A verbatim transcript of the lines below, starting at the first and ending with the one that holds "pub trait ColorMapper", is what should be produced.

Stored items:
+ + + + + + +

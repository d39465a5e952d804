//! Height-to-color mapping for terrain meshes

#[cfg(feature = "serde")]
use serde::{Deserialize, Serialize};

/// RGBA color type
pub type TerrainColor = [f32; 4];

/// Trait for mapping normalized terrain heights to colors
pub trait ColorMapper {
    /// Map a height in `[0, 1]` (0 = lowest, 1 = `terrain_height`) to an RGBA color
    fn map_color(&self, normalized_height: f32) -> TerrainColor;
}

/// Piecewise-linear color gradient over normalized height
///
/// Stops are `(height, color)` pairs sorted by height; heights outside the
/// first/last stop clamp to the end colors.
#[cfg_attr(feature = "serde", derive(Serialize, Deserialize))]
#[derive(Debug, Clone, PartialEq)]
pub struct HeightGradient {
    stops: Vec<(f32, TerrainColor)>,
}

impl HeightGradient {
    /// Create a gradient from stops (sorted here, so order does not matter)
    pub fn new(mut stops: Vec<(f32, TerrainColor)>) -> Self {
        stops.sort_by(|a, b| a.0.partial_cmp(&b.0).unwrap_or(std::cmp::Ordering::Equal));
        Self { stops }
    }

    /// Gradient stops, sorted by height
    pub fn stops(&self) -> &[(f32, TerrainColor)] {
        &self.stops
    }
}

impl Default for HeightGradient {
    fn default() -> Self {
        Self::new(vec![
            (0.0, [0.25, 0.45, 0.2, 1.0]),  // Lowland green
            (0.35, [0.35, 0.55, 0.25, 1.0]), // Grass
            (0.65, [0.45, 0.38, 0.28, 1.0]), // Dirt
            (0.85, [0.5, 0.5, 0.5, 1.0]),    // Rock
            (1.0, [0.95, 0.95, 1.0, 1.0]),   // Snow
        ])
    }
}

impl ColorMapper for HeightGradient {
    fn map_color(&self, normalized_height: f32) -> TerrainColor {
        let Some(&(first_height, first_color)) = self.stops.first() else {
            return [1.0, 1.0, 1.0, 1.0];
        };
        if normalized_height <= first_height {
            return first_color;
        }

        for pair in self.stops.windows(2) {
            let (h0, c0) = pair[0];
            let (h1, c1) = pair[1];
            if normalized_height <= h1 {
                let span = h1 - h0;
                let t = if span > f32::EPSILON {
                    (normalized_height - h0) / span
                } else {
                    1.0
                };
                return [
                    c0[0] + (c1[0] - c0[0]) * t,
                    c0[1] + (c1[1] - c0[1]) * t,
                    c0[2] + (c1[2] - c0[2]) * t,
                    c0[3] + (c1[3] - c0[3]) * t,
                ];
            }
        }

        self.stops[self.stops.len() - 1].1
    }
}

#[cfg(test)]
mod tests {
    use super::*;

    #[test]
    fn test_gradient_endpoints_clamp() {
        let gradient = HeightGradient::default();
        assert_eq!(gradient.map_color(-1.0), gradient.stops()[0].1);
        assert_eq!(gradient.map_color(2.0), [0.95, 0.95, 1.0, 1.0]);
    }

    #[test]
    fn test_gradient_interpolates() {
        let gradient = HeightGradient::new(vec![
            (1.0, [1.0, 1.0, 1.0, 1.0]),
            (0.0, [0.0, 0.0, 0.0, 1.0]),
        ]);
        let mid = gradient.map_color(0.5);
        assert!((mid[0] - 0.5).abs() < 1e-6);
        assert_eq!(mid[3], 1.0);
    }

    #[test]
    fn test_empty_gradient_is_white() {
        let gradient = HeightGradient::new(Vec::new());
        assert_eq!(gradient.map_color(0.3), [1.0, 1.0, 1.0, 1.0]);
    }

    #[test]
    fn test_custom_mapper() {
        struct Banded;
        impl ColorMapper for Banded {
            fn map_color(&self, h: f32) -> TerrainColor {
                if h < 0.5 {
                    [0.0, 0.0, 1.0, 1.0]
                } else {
                    [1.0, 1.0, 1.0, 1.0]
                }
            }
        }
        assert_eq!(Banded.map_color(0.1)[2], 1.0);
    }
}
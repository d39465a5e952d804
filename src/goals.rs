//! Delivery goals on the road network
//!
//! Goal positions are drawn from candidate points (usually road samples or
//! grid road cells). A [`GoalTracker`] is driven by the caller once per frame
//! with the player position and reports progress as [`GoalEvent`]s.

use glam::{Vec2, Vec3};
use rand::Rng;

#[cfg(feature = "serde")]
use serde::{Deserialize, Serialize};

#[cfg(feature = "spatial-index")]
use crate::generation::RoadGraph;
use crate::geometry::flat;
use crate::terrain::AreaBounds;

/// Goal spawning and completion rules
#[cfg_attr(feature = "serde", derive(Serialize, Deserialize))]
#[derive(Debug, Clone, PartialEq)]
pub struct GoalConfig {
    /// Number of goals to spawn
    pub count: usize,
    /// XZ distance within which the player counts as inside a goal
    pub goal_radius: f32,
    /// Shortest time the player must stay inside a goal
    pub min_dwell: f32,
    /// Longest time the player must stay inside a goal
    pub max_dwell: f32,
    pub min_distance_from_player: f32,
    pub min_distance_between_goals: f32,
    /// Random draws per goal before it is skipped
    pub max_attempts: usize,
    /// Area sampled when there are no candidate points
    pub spawn_area: Option<AreaBounds>,
    /// Height of goals sampled from `spawn_area`
    pub spawn_height: f32,
}

impl Default for GoalConfig {
    fn default() -> Self {
        Self {
            count: 5,
            goal_radius: 5.0,
            min_dwell: 2.0,
            max_dwell: 5.0,
            min_distance_from_player: 15.0,
            min_distance_between_goals: 10.0,
            max_attempts: 25,
            spawn_area: None,
            spawn_height: 0.0,
        }
    }
}

/// Pick up to `config.count` goal positions
///
/// Each goal gets `max_attempts` random draws from `candidates` (or from
/// `spawn_area` when there are none). Draws too close to the player or to an
/// already chosen goal are rejected; a goal without a valid draw is skipped.
pub fn choose_goal_positions<R: Rng>(
    candidates: &[Vec3],
    player: Vec3,
    config: &GoalConfig,
    rng: &mut R,
) -> Vec<Vec3> {
    let mut goals: Vec<Vec3> = Vec::with_capacity(config.count);

    if candidates.is_empty() && config.spawn_area.is_none() {
        tracing::warn!("no goal candidates and no spawn area, no goals placed");
        return goals;
    }

    for index in 0..config.count {
        let mut chosen = None;
        for _ in 0..config.max_attempts {
            let candidate = match (candidates.is_empty(), config.spawn_area) {
                (false, _) => candidates[rng.gen_range(0..candidates.len())],
                (true, Some(area)) => Vec3::new(
                    sample_range(rng, area.min.x, area.max.x),
                    config.spawn_height,
                    sample_range(rng, area.min.y, area.max.y),
                ),
                (true, None) => break,
            };

            if candidate.distance(player) < config.min_distance_from_player {
                continue;
            }
            if goals
                .iter()
                .any(|goal| goal.distance(candidate) < config.min_distance_between_goals)
            {
                continue;
            }
            chosen = Some(candidate);
            break;
        }

        match chosen {
            Some(position) => goals.push(position),
            None => tracing::warn!(
                goal = index + 1,
                attempts = config.max_attempts,
                "no valid goal position found, skipping goal"
            ),
        }
    }

    goals
}

/// Move every goal within `max_distance` of a graph node onto that node
///
/// Goals drawn from road samples then sit exactly on junctions and road
/// ends where one is close by. Returns how many goals moved.
#[cfg(feature = "spatial-index")]
pub fn snap_to_graph(goals: &mut [Vec3], graph: &RoadGraph, max_distance: f32) -> usize {
    let mut moved = 0;
    for goal in goals.iter_mut() {
        let Some(node) = graph.snap_to_node(*goal, max_distance).and_then(|id| graph.node(id)) else {
            continue;
        };
        if node.position != *goal {
            *goal = node.position;
            moved += 1;
        }
    }
    if moved > 0 {
        tracing::debug!(moved, "goals snapped onto road graph nodes");
    }
    moved
}

fn sample_range<R: Rng>(rng: &mut R, low: f32, high: f32) -> f32 {
    if high > low {
        rng.gen_range(low..high)
    } else {
        low
    }
}

/// One active goal
#[cfg_attr(feature = "serde", derive(Serialize, Deserialize))]
#[derive(Debug, Clone, PartialEq)]
pub struct Goal {
    pub position: Vec3,
    /// Seconds the player must stay inside
    pub required_dwell: f32,
    /// Seconds spent inside so far in the current visit
    pub dwell_timer: f32,
}

impl Goal {
    /// Fraction of the required dwell time already spent, in `[0, 1]`
    pub fn progress(&self) -> f32 {
        if self.required_dwell <= 0.0 {
            1.0
        } else {
            (self.dwell_timer / self.required_dwell).clamp(0.0, 1.0)
        }
    }
}

/// What happened during one [`GoalTracker::update`]
#[derive(Debug, Clone, Copy, PartialEq)]
pub enum GoalEvent {
    /// Nothing changed
    Idle,
    /// The player is inside goal `index` and its timer advanced
    Dwelling { index: usize, progress: f32 },
    /// The player left goal `index` before finishing; its timer was reset
    Left { index: usize },
    /// Goal at `position` was completed and removed
    Completed { position: Vec3, remaining: usize },
    /// The last goal was completed
    StageCleared,
}

/// Dwell-timer state machine over the active goals
#[derive(Debug, Clone, PartialEq)]
pub struct GoalTracker {
    goals: Vec<Goal>,
    goal_radius: f32,
    cleared: bool,
}

impl GoalTracker {
    /// Track `positions`, giving each a random dwell time from the config range
    pub fn new<R: Rng>(positions: &[Vec3], config: &GoalConfig, rng: &mut R) -> Self {
        let goals = positions
            .iter()
            .map(|&position| Goal {
                position,
                required_dwell: sample_range(rng, config.min_dwell, config.max_dwell),
                dwell_timer: 0.0,
            })
            .collect();
        Self {
            goals,
            goal_radius: config.goal_radius,
            cleared: false,
        }
    }

    pub fn goals(&self) -> &[Goal] {
        &self.goals
    }

    /// Positions of the goals still active
    pub fn positions(&self) -> Vec<Vec3> {
        self.goals.iter().map(|g| g.position).collect()
    }

    pub fn is_cleared(&self) -> bool {
        self.cleared
    }

    /// Advance timers by `dt` seconds for a player at `player`
    ///
    /// Distance is measured on the XZ plane. Leaving a goal resets its timer.
    /// The first goal reaching its required time is completed; once none
    /// remain the tracker reports [`GoalEvent::StageCleared`] a single time.
    pub fn update(&mut self, dt: f32, player: Vec3) -> GoalEvent {
        if self.cleared {
            return GoalEvent::Idle;
        }
        if self.goals.is_empty() {
            self.cleared = true;
            return GoalEvent::StageCleared;
        }

        let player_xz: Vec2 = flat(player);
        let mut event = GoalEvent::Idle;
        let mut completed = None;

        for (index, goal) in self.goals.iter_mut().enumerate() {
            let inside = flat(goal.position).distance(player_xz) < self.goal_radius;
            if inside {
                goal.dwell_timer += dt;
                if goal.dwell_timer >= goal.required_dwell && completed.is_none() {
                    completed = Some(index);
                } else if matches!(event, GoalEvent::Idle) {
                    event = GoalEvent::Dwelling {
                        index,
                        progress: goal.progress(),
                    };
                }
            } else if goal.dwell_timer > 0.0 {
                goal.dwell_timer = 0.0;
                if matches!(event, GoalEvent::Idle) {
                    event = GoalEvent::Left { index };
                }
            }
        }

        if let Some(index) = completed {
            let goal = self.goals.remove(index);
            if self.goals.is_empty() {
                self.cleared = true;
                tracing::info!("all goals completed");
                return GoalEvent::StageCleared;
            }
            return GoalEvent::Completed {
                position: goal.position,
                remaining: self.goals.len(),
            };
        }

        event
    }
}
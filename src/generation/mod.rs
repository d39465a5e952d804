//! Road network analysis
//!
//! Turns raw road polylines into a planar graph and traces the city blocks
//! enclosed by it.

mod blocks;
mod graph;
mod intersections;

pub use blocks::{find_city_blocks, find_city_blocks_with_stats, BlockOptions, BlockStats, CityBlock};
pub use graph::{EdgeId, GraphEdge, GraphNode, NodeId, RoadGraph};
pub use intersections::{collect_segments, find_intersections, find_road_intersections, RoadSegment};
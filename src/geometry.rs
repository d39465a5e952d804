//! Planar geometry helpers shared by the graph, block and placement code
//!
//! Every planar computation works in the XZ plane (Y is up). Positions are
//! compared with a per-axis tolerance rather than exact equality, and
//! [`PositionMap`] turns that approximate equality into hash lookups by
//! quantizing coordinates onto a tolerance-sized grid.

use std::collections::HashMap;

use glam::{Vec2, Vec3};

/// Default per-axis tolerance under which two positions are the same point
pub const DEFAULT_TOLERANCE: f32 = 0.01;

/// Determinant magnitude below which two segments count as parallel
const PARALLEL_EPSILON: f32 = 1e-6;

/// Project a position onto the XZ plane
#[inline]
pub fn flat(v: Vec3) -> Vec2 {
    Vec2::new(v.x, v.z)
}

/// 2D cross product (z component of the 3D cross of `(a, 0)` and `(b, 0)`)
#[inline]
pub fn perp_dot(a: Vec2, b: Vec2) -> f32 {
    a.x * b.y - a.y * b.x
}

/// True when `a` and `b` differ by less than `tolerance` on every axis
#[inline]
pub fn approx_eq(a: Vec3, b: Vec3, tolerance: f32) -> bool {
    (a.x - b.x).abs() < tolerance && (a.y - b.y).abs() < tolerance && (a.z - b.z).abs() < tolerance
}

/// Integer grid coordinates of a quantized position
#[derive(Debug, Clone, Copy, PartialEq, Eq, Hash)]
pub struct PositionKey {
    pub x: i64,
    pub y: i64,
    pub z: i64,
}

impl PositionKey {
    fn offset(self, dx: i64, dy: i64, dz: i64) -> Self {
        Self {
            x: self.x + dx,
            y: self.y + dy,
            z: self.z + dz,
        }
    }
}

/// Quantize a position onto a grid whose cell size equals `tolerance`
#[inline]
pub fn quantize(point: Vec3, tolerance: f32) -> PositionKey {
    PositionKey {
        x: (point.x / tolerance).floor() as i64,
        y: (point.y / tolerance).floor() as i64,
        z: (point.z / tolerance).floor() as i64,
    }
}

/// Hash map keyed by approximate position
///
/// Two points within `tolerance` of each other can land in adjacent grid
/// cells, so lookups scan the 27 cells around the query key and then apply
/// [`approx_eq`]. The first position inserted for a point is the one kept.
#[derive(Debug, Clone)]
pub struct PositionMap<T> {
    tolerance: f32,
    buckets: HashMap<PositionKey, Vec<(Vec3, T)>>,
    len: usize,
}

impl<T> PositionMap<T> {
    /// Create an empty map with the given tolerance (must be positive)
    pub fn new(tolerance: f32) -> Self {
        Self {
            tolerance,
            buckets: HashMap::new(),
            len: 0,
        }
    }

    /// Tolerance used for matching
    #[inline]
    pub fn tolerance(&self) -> f32 {
        self.tolerance
    }

    /// Number of distinct positions stored
    #[inline]
    pub fn len(&self) -> usize {
        self.len
    }

    /// Check if the map is empty
    #[inline]
    pub fn is_empty(&self) -> bool {
        self.len == 0
    }

    /// Find the value stored for a position within tolerance of `point`
    pub fn get(&self, point: Vec3) -> Option<&T> {
        let key = quantize(point, self.tolerance);
        for dx in -1..=1 {
            for dy in -1..=1 {
                for dz in -1..=1 {
                    let Some(bucket) = self.buckets.get(&key.offset(dx, dy, dz)) else {
                        continue;
                    };
                    if let Some((_, value)) = bucket
                        .iter()
                        .find(|(stored, _)| approx_eq(*stored, point, self.tolerance))
                    {
                        return Some(value);
                    }
                }
            }
        }
        None
    }

    /// Return the existing value for `point`, or insert the one produced by `make`
    ///
    /// The boolean is true when a new entry was created.
    pub fn get_or_insert_with<F>(&mut self, point: Vec3, make: F) -> (&T, bool)
    where
        F: FnOnce() -> T,
    {
        let key = quantize(point, self.tolerance);
        let mut found = None;
        'search: for dx in -1..=1 {
            for dy in -1..=1 {
                for dz in -1..=1 {
                    let neighbor = key.offset(dx, dy, dz);
                    if let Some(bucket) = self.buckets.get(&neighbor) {
                        if let Some(index) = bucket
                            .iter()
                            .position(|(stored, _)| approx_eq(*stored, point, self.tolerance))
                        {
                            found = Some((neighbor, index));
                            break 'search;
                        }
                    }
                }
            }
        }

        match found {
            Some((neighbor, index)) => (&self.buckets[&neighbor][index].1, false),
            None => {
                let bucket = self.buckets.entry(key).or_default();
                bucket.push((point, make()));
                self.len += 1;
                let stored = &bucket[bucket.len() - 1].1;
                (stored, true)
            }
        }
    }
}

/// Intersect two segments projected onto a plane
///
/// Returns the crossing point when both parameters `t` (along `p1→p2`) and
/// `u` (along `p3→p4`) fall in `[0, 1]`. Parallel and coincident segments
/// report no intersection, so exact overlaps are never detected.
pub fn segment_intersection_2d(p1: Vec2, p2: Vec2, p3: Vec2, p4: Vec2) -> Option<Vec2> {
    let d = (p2.x - p1.x) * (p4.y - p3.y) - (p2.y - p1.y) * (p4.x - p3.x);
    if d.abs() < PARALLEL_EPSILON {
        return None;
    }

    let t = ((p3.x - p1.x) * (p4.y - p3.y) - (p3.y - p1.y) * (p4.x - p3.x)) / d;
    let u = -((p1.x - p2.x) * (p1.y - p3.y) - (p1.y - p2.y) * (p1.x - p3.x)) / d;

    if (0.0..=1.0).contains(&t) && (0.0..=1.0).contains(&u) {
        Some(p1 + (p2 - p1) * t)
    } else {
        None
    }
}

/// Check whether `point` lies on the segment `start→end` in the XZ plane
///
/// Collinearity allows a perpendicular distance below `tolerance`;
/// containment requires the projection to fall between the endpoints.
/// Segments with no horizontal extent contain nothing.
pub fn point_on_segment_2d(point: Vec3, start: Vec3, end: Vec3, tolerance: f32) -> bool {
    let a = flat(start);
    let b = flat(end);
    let p = flat(point);

    let dir = b - a;
    let squared_length = dir.length_squared();
    if squared_length < f32::EPSILON {
        return false;
    }

    let to_point = p - a;
    let distance = perp_dot(dir, to_point).abs() / squared_length.sqrt();
    if distance >= tolerance {
        return false;
    }

    let dot = to_point.dot(dir);
    dot >= 0.0 && dot <= squared_length
}

/// Distance from `point` to the closest point of segment `start→end`
pub fn distance_to_segment_2d(point: Vec2, start: Vec2, end: Vec2) -> f32 {
    let dir = end - start;
    let squared_length = dir.length_squared();
    if squared_length < f32::EPSILON {
        return point.distance(start);
    }
    let t = ((point - start).dot(dir) / squared_length).clamp(0.0, 1.0);
    point.distance(start + dir * t)
}

/// Signed area of a polygon in the XZ plane (shoelace formula)
///
/// Positive for counter-clockwise winding with x to the right and z up.
pub fn signed_area_xz(vertices: &[Vec3]) -> f32 {
    if vertices.len() < 3 {
        return 0.0;
    }
    let mut twice_area = 0.0;
    for (i, current) in vertices.iter().enumerate() {
        let next = vertices[(i + 1) % vertices.len()];
        twice_area += current.x * next.z - next.x * current.z;
    }
    twice_area * 0.5
}

#[cfg(test)]
mod tests {
    use super::*;

    #[test]
    fn test_crossing_segments_intersect() {
        let hit = segment_intersection_2d(
            Vec2::new(0.0, 0.0),
            Vec2::new(10.0, 0.0),
            Vec2::new(5.0, -5.0),
            Vec2::new(5.0, 5.0),
        )
        .expect("segments cross");
        assert!((hit - Vec2::new(5.0, 0.0)).length() < 1e-5);
    }

    #[test]
    fn test_parallel_segments_do_not_intersect() {
        let hit = segment_intersection_2d(
            Vec2::new(0.0, 0.0),
            Vec2::new(10.0, 0.0),
            Vec2::new(0.0, 1.0),
            Vec2::new(10.0, 1.0),
        );
        assert!(hit.is_none());
    }

    #[test]
    fn test_coincident_segments_are_skipped() {
        let hit = segment_intersection_2d(
            Vec2::new(0.0, 0.0),
            Vec2::new(10.0, 0.0),
            Vec2::new(2.0, 0.0),
            Vec2::new(8.0, 0.0),
        );
        assert!(hit.is_none());
    }

    #[test]
    fn test_touching_endpoints_intersect() {
        let hit = segment_intersection_2d(
            Vec2::new(0.0, 0.0),
            Vec2::new(10.0, 0.0),
            Vec2::new(10.0, 0.0),
            Vec2::new(10.0, 10.0),
        )
        .expect("shared endpoint counts");
        assert!((hit - Vec2::new(10.0, 0.0)).length() < 1e-5);
    }

    #[test]
    fn test_disjoint_segments() {
        let hit = segment_intersection_2d(
            Vec2::new(0.0, 0.0),
            Vec2::new(4.0, 0.0),
            Vec2::new(5.0, -5.0),
            Vec2::new(5.0, 5.0),
        );
        assert!(hit.is_none());
    }

    #[test]
    fn test_lines_crossing_before_segment_start() {
        // The infinite lines meet at x = -3, outside the first segment
        let hit = segment_intersection_2d(
            Vec2::new(0.0, 0.0),
            Vec2::new(10.0, 0.0),
            Vec2::new(-3.0, -5.0),
            Vec2::new(-3.0, 5.0),
        );
        assert!(hit.is_none());
    }

    #[test]
    fn test_diagonal_crossing() {
        let hit = segment_intersection_2d(
            Vec2::new(0.0, 0.0),
            Vec2::new(10.0, 10.0),
            Vec2::new(0.0, 10.0),
            Vec2::new(10.0, 0.0),
        )
        .expect("diagonals cross");
        assert!((hit - Vec2::new(5.0, 5.0)).length() < 1e-5);
    }

    #[test]
    fn test_off_center_crossing() {
        let hit = segment_intersection_2d(
            Vec2::new(0.0, 0.0),
            Vec2::new(10.0, 0.0),
            Vec2::new(2.0, -1.0),
            Vec2::new(2.0, 3.0),
        )
        .expect("segments cross");
        assert!((hit - Vec2::new(2.0, 0.0)).length() < 1e-5);
    }

    #[test]
    fn test_approx_eq_per_axis() {
        let a = Vec3::new(1.0, 2.0, 3.0);
        assert!(approx_eq(a, a + Vec3::splat(0.005), DEFAULT_TOLERANCE));
        assert!(!approx_eq(a, a + Vec3::new(0.0, 0.0, 0.05), DEFAULT_TOLERANCE));
    }

    #[test]
    fn test_position_map_matches_across_cell_boundary() {
        let mut map = PositionMap::new(DEFAULT_TOLERANCE);
        // 0.0099 and 0.0101 quantize into different cells but are within tolerance
        let (first, inserted) = map.get_or_insert_with(Vec3::new(0.0099, 0.0, 0.0), || 1);
        assert_eq!((*first, inserted), (1, true));

        let (second, inserted) = map.get_or_insert_with(Vec3::new(0.0101, 0.0, 0.0), || 2);
        assert_eq!((*second, inserted), (1, false));
        assert_eq!(map.len(), 1);
    }

    #[test]
    fn test_position_map_keeps_distant_points_apart() {
        let mut map = PositionMap::new(DEFAULT_TOLERANCE);
        map.get_or_insert_with(Vec3::ZERO, || 1);
        map.get_or_insert_with(Vec3::new(0.05, 0.0, 0.0), || 2);
        assert_eq!(map.len(), 2);
        assert_eq!(map.get(Vec3::new(0.049, 0.0, 0.0)), Some(&2));
        assert_eq!(map.get(Vec3::new(1.0, 0.0, 0.0)), None);
    }

    #[test]
    fn test_point_on_segment() {
        let start = Vec3::ZERO;
        let end = Vec3::new(10.0, 0.0, 0.0);
        assert!(point_on_segment_2d(Vec3::new(5.0, 3.0, 0.0), start, end, 0.01));
        assert!(point_on_segment_2d(end, start, end, 0.01));
        assert!(!point_on_segment_2d(Vec3::new(5.0, 0.0, 0.5), start, end, 0.01));
        assert!(!point_on_segment_2d(Vec3::new(11.0, 0.0, 0.0), start, end, 0.01));
    }

    #[test]
    fn test_vertical_segment_contains_nothing() {
        let start = Vec3::ZERO;
        let end = Vec3::new(0.0, 5.0, 0.0);
        assert!(!point_on_segment_2d(Vec3::ZERO, start, end, 0.01));
    }

    #[test]
    fn test_distance_to_segment() {
        let a = Vec2::new(0.0, 0.0);
        let b = Vec2::new(10.0, 0.0);
        assert!((distance_to_segment_2d(Vec2::new(5.0, 3.0), a, b) - 3.0).abs() < 1e-6);
        assert!((distance_to_segment_2d(Vec2::new(-4.0, 3.0), a, b) - 5.0).abs() < 1e-6);
        assert!((distance_to_segment_2d(Vec2::new(3.0, 4.0), a, a) - 5.0).abs() < 1e-6);
    }

    #[test]
    fn test_signed_area_orientation() {
        let ccw = [
            Vec3::new(0.0, 0.0, 0.0),
            Vec3::new(10.0, 0.0, 0.0),
            Vec3::new(10.0, 0.0, 10.0),
            Vec3::new(0.0, 0.0, 10.0),
        ];
        assert!((signed_area_xz(&ccw) - 100.0).abs() < 1e-4);

        let mut cw = ccw;
        cw.reverse();
        assert!((signed_area_xz(&cw) + 100.0).abs() < 1e-4);
    }
}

+ + + + + + +

| Final answer |
repository d39465a5e952d804
//! Height-to-color mapping for terrain meshes

#[cfg(feature = "serde")]
use serde::{Deserialize, Serialize};

/// RGBA color type
pub type TerrainColor = [f32; 4];

/// Trait for mapping normalized terrain heights to colors
pub trait ColorMapper {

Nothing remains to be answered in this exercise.